[FFmpeg-cvslog] avfilter/vf_fftdnoiz: add slice threading support
Paul B Mahol
git at videolan.org
Mon Oct 18 19:06:18 EEST 2021
ffmpeg | branch: master | Paul B Mahol <onemda at gmail.com> | Mon Oct 18 18:03:16 2021 +0200| [374f2ac370e1c109fde950613d539049c18fd974] | committer: Paul B Mahol
avfilter/vf_fftdnoiz: add slice threading support
> http://git.videolan.org/gitweb.cgi/ffmpeg.git/?a=commit;h=374f2ac370e1c109fde950613d539049c18fd974
---
libavfilter/vf_fftdnoiz.c | 236 ++++++++++++++++++++++++++++++----------------
1 file changed, 154 insertions(+), 82 deletions(-)

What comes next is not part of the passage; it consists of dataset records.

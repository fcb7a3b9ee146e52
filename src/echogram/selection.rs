use serde::{Deserialize, Serialize};
use crate::echogram::binning::Raster;
use crate::echogram::histogram::Histogram;
use crate::echogram::source::{SampleGrid, SampleIndex};
use crate::echogram::EchogramError;
/// What the user brushed on the echogram.
#[derive(Clone, Debug, PartialEq, Serialize, Deserialize)]
#[serde(rename_all = "snake_case")]
pub enum Selection {
    /// Raster cells as (column, row).
    Cells(Vec<(usize, usize)>),
    /// A single click in data space.
    Point { time: f64, depth: f64 },
    /// Box in data space; corners in any order.
    Rect { time: (f64, f64), depth: (f64, f64) },
}
impl Selection {
    pub fn empty() -> Self {
        Selection::Cells(Vec::new())
    }
    /// Every cell of `raster`.
    pub fn whole(raster: &Raster) -> Self {
        let cells = (0..raster.height())
            .flat_map(|row| (0..raster.width()).map(move |col| (col, row)))
            .collect();
        Selection::Cells(cells)
    }
}
/// Raster cells addressed by `selection`, deduplicated and in bounds.
pub fn covered_cells(raster: &Raster, selection: &Selection) -> Vec<(usize, usize)> {
    let geometry = raster.geometry();
    let mut cells: Vec<(usize, usize)> = match selection {
        Selection::Cells(cells) => cells
            .iter()
            .copied()
            .filter(|&(col, row)| col < geometry.width && row < geometry.height)
            .collect(),
        Selection::Point { time, depth } => geometry.cell_of(*time, *depth).into_iter().collect(),
        Selection::Rect { time, depth } => {
            match (
                geometry.time.covering(time.0, time.1),
                geometry.depth.covering(depth.0, depth.1),
            ) {
                (Some(cols), Some(rows)) => rows
                    .flat_map(|row| cols.clone().map(move |col| (col, row)))
                    .collect(),
                _ => Vec::new(),
            }
        }
    };
    cells.sort_unstable_by_key(|&(col, row)| (row, col));
    cells.dedup();
    cells
}
/// Raw sample indices behind the selected cells.
pub fn resolve(raster: &Raster, selection: &Selection) -> Vec<SampleIndex> {
    covered_cells(raster, selection)
        .into_iter()
        .flat_map(|(col, row)| raster.contributions(col, row).iter().copied())
        .collect()
}
/// Reads the raw (not aggregated) values for `indices`.
pub fn gather_values(grid: &SampleGrid, indices: &[SampleIndex]) -> Vec<f32> {
    indices.iter().map(|&i| grid.value(i)).collect()
}
/// Resolves a selection all the way to its histogram.
pub fn selection_histogram(
    grid: &SampleGrid,
    raster: &Raster,
    selection: &Selection,
    bin_count: usize,
) -> Result<Histogram, EchogramError> {
    let indices = resolve(raster, selection);
    Histogram::from_values(&gather_values(grid, &indices), bin_count)
}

diff --git a/libavfilter/vf_fftdnoiz.c b/libavfilter/vf_fftdnoiz.c
index e316d4c756..487e98b931 100644
--- a/libavfilter/vf_fftdnoiz.c
+++ b/libavfilter/vf_fftdnoiz.c
@@ -25,6 +25,8 @@
#include "internal.h"
#include "libavcodec/avfft.h"
+#define MAX_THREADS 32
+
enum BufferTypes {
CURRENT,
PREV,
@@ -40,11 +42,9 @@ typedef struct PlaneContext {
float n;
float *buffer[BSIZE];
- FFTComplex *hdata, *vdata;
+ FFTComplex *hdata[MAX_THREADS], *vdata[MAX_THREADS];
int data_linesize;
int buffer_linesize;
-
- FFTContext *fft, *ifft;
} PlaneContext;
typedef struct FFTdnoizContext {
@@ -62,8 +62,11 @@ typedef struct FFTdnoizContext {
int depth;
int nb_planes;
+ int nb_threads;
PlaneContext planes[4];
+ FFTContext *fft[MAX_THREADS], *ifft[MAX_THREADS];
+
void (*import_row)(FFTComplex *dst, uint8_t *src, int rw);
void (*export_row)(FFTComplex *src, uint8_t *dst, int rw, float scale, int depth);
} FFTdnoizContext;
@@ -90,23 +93,6 @@ static const AVOption fftdnoiz_options[] = {
AVFILTER_DEFINE_CLASS(fftdnoiz);
-static av_cold int init(AVFilterContext *ctx)
-{
- FFTdnoizContext *s = ctx->priv;
- int i;
-
- for (i = 0; i < 4; i++) {
- PlaneContext *p = &s->planes[i];
-
- p->fft = av_fft_init(s->block_bits, 0);
- p->ifft = av_fft_init(s->block_bits, 1);
- if (!p->fft || !p->ifft)
- return AVERROR(ENOMEM);
- }
-
- return 0;
-}
-
static const enum AVPixelFormat pix_fmts[] = {
AV_PIX_FMT_GRAY8, AV_PIX_FMT_GRAY9,
AV_PIX_FMT_GRAY10, AV_PIX_FMT_GRAY12,
@@ -201,6 +187,14 @@ static int config_input(AVFilterLink *inlink)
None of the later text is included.